Background: Vitamin A supplementation reduces morbidity and mortality in children living in areas endemic for vitamin A deficiency. Routine vitamin A supplementation usually starts only at age 9 mo, but high rates of illness and mortality are seen in the first months of life. Objective: The objective of the study was to evaluate the safety and efficacy of vitamin A supplementation at the same time as routine vaccination in infants aged 1-3 mo. Design: We recruited 780 newborn infants and their mothers to a randomized double-blind controlled trial in Ifakara in southern Tanzania. In one group, mothers received 60 000 μg vitamin A palmitate shortly after delivery, and their infants received 7500 μg at the same time as vaccinations given at ≈1, 2, and 3 mo of age.

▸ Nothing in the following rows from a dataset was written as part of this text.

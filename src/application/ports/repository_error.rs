#[derive(Debug, thiserror::Error)]
pub enum RepositoryError {
    #[error("connection failed: {0}")]
    ConnectionFailed(String),
    #[error("query failed: {0}")]
    QueryFailed(String),
    #[error("not found: {0}")]
    NotFound(String),
    #[error("constraint violation: {0}")]
    ConstraintViolation(String),
}
use async_trait::async_trait;

use crate::domain::{AudioId, AudioJob};

use super::RepositoryError;

/// Get/save contract of the job record store. Each call is atomic.
#[async_trait]
pub trait AudioJobRepository: Send + Sync {
    /// Inserts a new record. Fails with `ConstraintViolation` if the token exists.
    async fn create(&self, job: &AudioJob) -> Result<(), RepositoryError>;

    async fn get_by_token(&self, audio_id: &AudioId) -> Result<Option<AudioJob>, RepositoryError>;

    async fn save(&self, job: &AudioJob) -> Result<(), RepositoryError>;
}
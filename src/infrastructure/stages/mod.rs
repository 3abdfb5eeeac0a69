mod stage_provider_factory;

pub use stage_provider_factory::StageProviderFactory;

In the other group, mothers received a second 60 000-μg dose when their infant was aged 1 mo, and their infants received 15 000 μg at the same time as the routine vaccinations. VAD was defined as a modified relative dose-response test result of ≥0.060. Results: High-dose vitamin A supplementation was well tolerated. The relative risk of VAD at 6 mo in the high-dose group compared with the lower dose group was 0.91 (95% CI: 0.76, 1.09; P = 0.32). Serum retinol and incidence of illness did not differ significantly between the 2 groups. Some vitamin A capsules degraded toward the end of the study. Conclusions: Doubling the doses of vitamin A to mothers and their young infants is safe but unlikely to reduce short-term morbidity or to substantially enhance the biochemical vitamin A status of infants at age 6 mo. The stability of vitamin A capsules merits further investigation. © 2007 American Society for Nutrition.